Exercise requirements:
Return every line of the data exactly as it appears.

Provided data:

Segment Open

// ABOUTME: Core workflow data structures and parsing functionality
// ABOUTME: Loads YAML or JSON documents through schema, typed and template validation

use indexmap::IndexMap;
use serde::{Deserialize, Deserializer, Serialize};
use serde_json::Value;
use std::path::Path;
use std::time::Duration;
use tokio::fs;
use tracing::debug;

use super::error::{ParserError, Result};
use super::schema::SchemaValidator;
use crate::actions::SHELL_ACTION;
use crate::matrix::{Matrix, MatrixRule};
use crate::template;

/// Workflow-level properties that templates may reference.
pub const ROOT_PROPERTIES: &[&str] = &["id", "description", "data_root", "output_root"];

#[derive(Debug, Clone, PartialEq, Serialize, Deserialize)]
#[serde(deny_unknown_fields)]
pub struct WorkflowDocument {
    pub id: String,
    pub description: String,
    #[serde(default)]
    pub matrix: Matrix,
    #[serde(default)]
    pub include: Vec<MatrixRule>,
    #[serde(default)]
    pub exclude: Vec<MatrixRule>,
    #[serde(default)]
    pub steps: Vec<Step>,
    #[serde(default, skip_serializing_if = "Option::is_none")]
    pub data_root: Option<String>,
    #[serde(default, skip_serializing_if = "Option::is_none")]
    pub output_root: Option<String>,
}

#[derive(Debug, Clone, PartialEq, Serialize, Deserialize)]
#[serde(deny_unknown_fields)]
pub struct Step {
    pub name: String,
    #[serde(default, skip_serializing_if = "Option::is_none")]
    pub description: Option<String>,
    #[serde(default, skip_serializing_if = "Option::is_none")]
    pub uses: Option<String>,
    #[serde(default, skip_serializing_if = "Option::is_none")]
    pub run: Option<String>,
    #[serde(rename = "with", default, skip_serializing_if = "IndexMap::is_empty")]
    pub inputs: IndexMap<String, Value>,
    #[serde(
        rename = "if",
        default,
        deserialize_with = "deserialize_condition",
        skip_serializing_if = "Option::is_none"
    )]
    pub condition: Option<String>,
    #[serde(with = "humantime_serde", default, skip_serializing_if = "Option::is_none")]
    pub timeout: Option<Duration>,
}

/// `if:` accepts a boolean literal as well as a condition string.
fn deserialize_condition<'de, D>(deserializer: D) -> std::result::Result<Option<String>, D::Error>
where
    D: Deserializer<'de>,
{
    #[derive(Deserialize)]
    #[serde(untagged)]
    enum Condition {
        Flag(bool),
        Text(String),
    }

    Ok(Option::<Condition>::deserialize(deserializer)?.map(|condition| match condition {
        Condition::Flag(flag) => flag.to_string(),
        Condition::Text(text) => text,
    }))
}

impl Step {
    /// Registry reference of the action backing this step.
    pub fn action_reference(&self) -> &str {
        match (&self.uses, &self.run) {
            (Some(uses), _) => uses,
            _ => SHELL_ACTION,
        }
    }

    pub fn is_shell(&self) -> bool {
        self.uses.is_none() && self.run.is_some()
    }
}

impl WorkflowDocument {
    /// Parse workflow from a YAML or JSON file, chosen by extension
    pub fn from_file<P: AsRef<Path>>(path: P) -> Result<Self> {
        let path = path.as_ref();
        let content = std::fs::read_to_string(path).map_err(ParserError::IoError)?;
        Self::from_str_with_format(&content, Format::from_path(path)?)
    }

    /// Parse workflow from YAML string
    pub fn from_yaml(content: &str) -> Result<Self> {
        let raw: serde_yaml::Value = serde_yaml::from_str(content)?;
        Self::from_value(raw)
    }

    /// Parse workflow from JSON string
    pub fn from_json(content: &str) -> Result<Self> {
        let json: Value = serde_json::from_str(content)?;
        let raw = serde_yaml::to_value(&json)?;
        Self::from_value(raw)
    }

    /// Validate a raw document and build the typed workflow.
    ///
    /// Schema violations are reported before any template is looked at.
    pub fn from_value(raw: serde_yaml::Value) -> Result<Self> {
        let report = SchemaValidator::new().validate(&raw);
        if !report.is_valid() {
            return Err(ParserError::SchemaError(report));
        }

        let document: WorkflowDocument = serde_yaml::from_value(raw)?;

        let available = template::available_names(&document);
        let diagnostics = template::validate_workflow(&document, &available);
        if !diagnostics.is_empty() {
            return Err(ParserError::TemplateError(diagnostics));
        }

        debug!(
            "Parsed workflow '{}': {} axes, {} steps",
            document.id,
            document.matrix.len(),
            document.steps.len()
        );
        Ok(document)
    }

    fn from_str_with_format(content: &str, format: Format) -> Result<Self> {
        match format {
            Format::Yaml => Self::from_yaml(content),
            Format::Json => Self::from_json(content),
        }
    }

    /// Workflow-level properties in declaration order, unresolved.
    pub fn properties(&self) -> Vec<(String, Value)> {
        let mut properties = vec![
            ("id".to_string(), Value::String(self.id.clone())),
            (
                "description".to_string(),
                Value::String(self.description.clone()),
            ),
        ];
        for (name, template) in self.root_templates() {
            properties.push((name.to_string(), Value::String(template.to_string())));
        }
        properties
    }

    /// The root path templates that are set.
    pub fn root_templates(&self) -> Vec<(&'static str, &str)> {
        [
            ("data_root", self.data_root.as_deref()),
            ("output_root", self.output_root.as_deref()),
        ]
        .into_iter()
        .filter_map(|(name, template)| template.map(|t| (name, t)))
        .collect()
    }

    pub fn get_step(&self, name: &str) -> Option<&Step> {
        self.steps.iter().find(|step| step.name == name)
    }

    pub fn step_names(&self) -> Vec<&str> {
        self.steps.iter().map(|step| step.name.as_str()).collect()
    }

    /// Convert workflow back to YAML string
    pub fn to_yaml(&self) -> Result<String> {
        serde_yaml::to_string(self).map_err(ParserError::YamlError)
    }
}

#[derive(Debug, Clone, Copy, PartialEq, Eq)]
enum Format {
    Yaml,
    Json,
}

impl Format {
    fn from_path(path: &Path) -> Result<Self> {
        match path.extension().and_then(|ext| ext.to_str()) {
            Some("yaml") | Some("yml") => Ok(Format::Yaml),
            Some("json") => Ok(Format::Json),
            Some(other) => Err(ParserError::UnsupportedFormat(other.to_string())),
            None => Ok(Format::Yaml),
        }
    }
}

#[derive(Debug, Clone, Default)]
pub struct WorkflowParser;

impl WorkflowParser {
    pub fn new() -> Self {
        Self
    }

    pub async fn parse_file<P: AsRef<Path>>(&self, path: P) -> Result<WorkflowDocument> {
        let path = path.as_ref();
        let content = fs::read_to_string(path)
            .await
            .map_err(ParserError::IoError)?;
        WorkflowDocument::from_str_with_format(&content, Format::from_path(path)?)
    }

    pub fn parse_string(&self, content: &str) -> Result<WorkflowDocument> {
        WorkflowDocument::from_yaml(content)
    }
}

Segment Closed

Task result:
// ABOUTME: Core workflow data structures and parsing functionality
// ABOUTME: Loads YAML or JSON documents through schema, typed and template validation

use indexmap::IndexMap;
use serde::{Deserialize, Deserializer, Serialize};
use serde_json::Value;
use std::path::Path;
use std::time::Duration;
use tokio::fs;
use tracing::debug;

use super::error::{ParserError, Result};
use super::schema::SchemaValidator;
use crate::actions::SHELL_ACTION;
use crate::matrix::{Matrix, MatrixRule};
use crate::template;

/// Workflow-level properties that templates may reference.
pub const ROOT_PROPERTIES: &[&str] = &["id", "description", "data_root", "output_root"];

#[derive(Debug, Clone, PartialEq, Serialize, Deserialize)]
#[serde(deny_unknown_fields)]
pub struct WorkflowDocument {
    pub id: String,
    pub description: String,
    #[serde(default)]
    pub matrix: Matrix,
    #[serde(default)]
    pub include: Vec<MatrixRule>,
    #[serde(default)]
    pub exclude: Vec<MatrixRule>,
    #[serde(default)]
    pub steps: Vec<Step>,
    #[serde(default, skip_serializing_if = "Option::is_none")]
    pub data_root: Option<String>,
    #[serde(default, skip_serializing_if = "Option::is_none")]
    pub output_root: Option<String>,
}

#[derive(Debug, Clone, PartialEq, Serialize, Deserialize)]
#[serde(deny_unknown_fields)]
pub struct Step {
    pub name: String,
    #[serde(default, skip_serializing_if = "Option::is_none")]
    pub description: Option<String>,
    #[serde(default, skip_serializing_if = "Option::is_none")]
    pub uses: Option<String>,
    #[serde(default, skip_serializing_if = "Option::is_none")]
    pub run: Option<String>,
    #[serde(rename = "with", default, skip_serializing_if = "IndexMap::is_empty")]
    pub inputs: IndexMap<String, Value>,
    #[serde(
        rename = "if",
        default,
        deserialize_with = "deserialize_condition",
        skip_serializing_if = "Option::is_none"
    )]
    pub condition: Option<String>,
    #[serde(with = "humantime_serde", default, skip_serializing_if = "Option::is_none")]
    pub timeout: Option<Duration>,
}

/// `if:` accepts a boolean literal as well as a condition string.
fn deserialize_condition<'de, D>(deserializer: D) -> std::result::Result<Option<String>, D::Error>
where
    D: Deserializer<'de>,
{
    #[derive(Deserialize)]
    #[serde(untagged)]
    enum Condition {
        Flag(bool),
        Text(String),
    }

    Ok(Option::<Condition>::deserialize(deserializer)?.map(|condition| match condition {
        Condition::Flag(flag) => flag.to_string(),
        Condition::Text(text) => text,
    }))
}

impl Step {
    /// Registry reference of the action backing this step.
    pub fn action_reference(&self) -> &str {
        match (&self.uses, &self.run) {
            (Some(uses), _) => uses,
            _ => SHELL_ACTION,
        }
    }

    pub fn is_shell(&self) -> bool {
        self.uses.is_none() && self.run.is_some()
    }
}

impl WorkflowDocument {
    /// Parse workflow from a YAML or JSON file, chosen by extension
    pub fn from_file<P: AsRef<Path>>(path: P) -> Result<Self> {
        let path = path.as_ref();
        let content = std::fs::read_to_string(path).map_err(ParserError::IoError)?;
        Self::from_str_with_format(&content, Format::from_path(path)?)
    }

    /// Parse workflow from YAML string
    pub fn from_yaml(content: &str) -> Result<Self> {
        let raw: serde_yaml::Value = serde_yaml::from_str(content)?;
        Self::from_value(raw)
    }

    /// Parse workflow from JSON string
    pub fn from_json(content: &str) -> Result<Self> {
        let json: Value = serde_json::from_str(content)?;
        let raw = serde_yaml::to_value(&json)?;
        Self::from_value(raw)
    }

    /// Validate a raw document and build the typed workflow.
    ///
    /// Schema violations are reported before any template is looked at.
    pub fn from_value(raw: serde_yaml::Value) -> Result<Self> {
        let report = SchemaValidator::new().validate(&raw);
        if !report.is_valid() {
            return Err(ParserError::SchemaError(report));
        }

        let document: WorkflowDocument = serde_yaml::from_value(raw)?;

        let available = template::available_names(&document);
        let diagnostics = template::validate_workflow(&document, &available);
        if !diagnostics.is_empty() {
            return Err(ParserError::TemplateError(diagnostics));
        }

        debug!(
            "Parsed workflow '{}': {} axes, {} steps",
            document.id,
            document.matrix.len(),
            document.steps.len()
        );
        Ok(document)
    }

    fn from_str_with_format(content: &str, format: Format) -> Result<Self> {
        match format {
            Format::Yaml => Self::from_yaml(content),
            Format::Json => Self::from_json(content),
        }
    }

    /// Workflow-level properties in declaration order, unresolved.
    pub fn properties(&self) -> Vec<(String, Value)> {
        let mut properties = vec![
            ("id".to_string(), Value::String(self.id.clone())),
            (
                "description".to_string(),
                Value::String(self.description.clone()),
            ),
        ];
        for (name, template) in self.root_templates() {
            properties.push((name.to_string(), Value::String(template.to_string())));
        }
        properties
    }

    /// The root path templates that are set.
    pub fn root_templates(&self) -> Vec<(&'static str, &str)> {
        [
            ("data_root", self.data_root.as_deref()),
            ("output_root", self.output_root.as_deref()),
        ]
        .into_iter()
        .filter_map(|(name, template)| template.map(|t| (name, t)))
        .collect()
    }

    pub fn get_step(&self, name: &str) -> Option<&Step> {
        self.steps.iter().find(|step| step.name == name)
    }

    pub fn step_names(&self) -> Vec<&str> {
        self.steps.iter().map(|step| step.name.as_str()).collect()
    }

    /// Convert workflow back to YAML string
    pub fn to_yaml(&self) -> Result<String> {
        serde_yaml::to_string(self).map_err(ParserError::YamlError)
    }
}

#[derive(Debug, Clone, Copy, PartialEq, Eq)]
enum Format {
    Yaml,
    Json,
}

impl Format {
    fn from_path(path: &Path) -> Result<Self> {
        match path.extension().and_then(|ext| ext.to_str()) {
            Some("yaml") | Some("yml") => Ok(Format::Yaml),
            Some("json") => Ok(Format::Json),
            Some(other) => Err(ParserError::UnsupportedFormat(other.to_string())),
            None => Ok(Format::Yaml),
        }
    }
}

#[derive(Debug, Clone, Default)]
pub struct WorkflowParser;

impl WorkflowParser {
    pub fn new() -> Self {
        Self
    }

    pub async fn parse_file<P: AsRef<Path>>(&self, path: P) -> Result<WorkflowDocument> {
        let path = path.as_ref();
        let content = fs::read_to_string(path)
            .await
            .map_err(ParserError::IoError)?;
        WorkflowDocument::from_str_with_format(&content, Format::from_path(path)?)
    }

    pub fn parse_string(&self, content: &str) -> Result<WorkflowDocument> {
        WorkflowDocument::from_yaml(content)
    }
}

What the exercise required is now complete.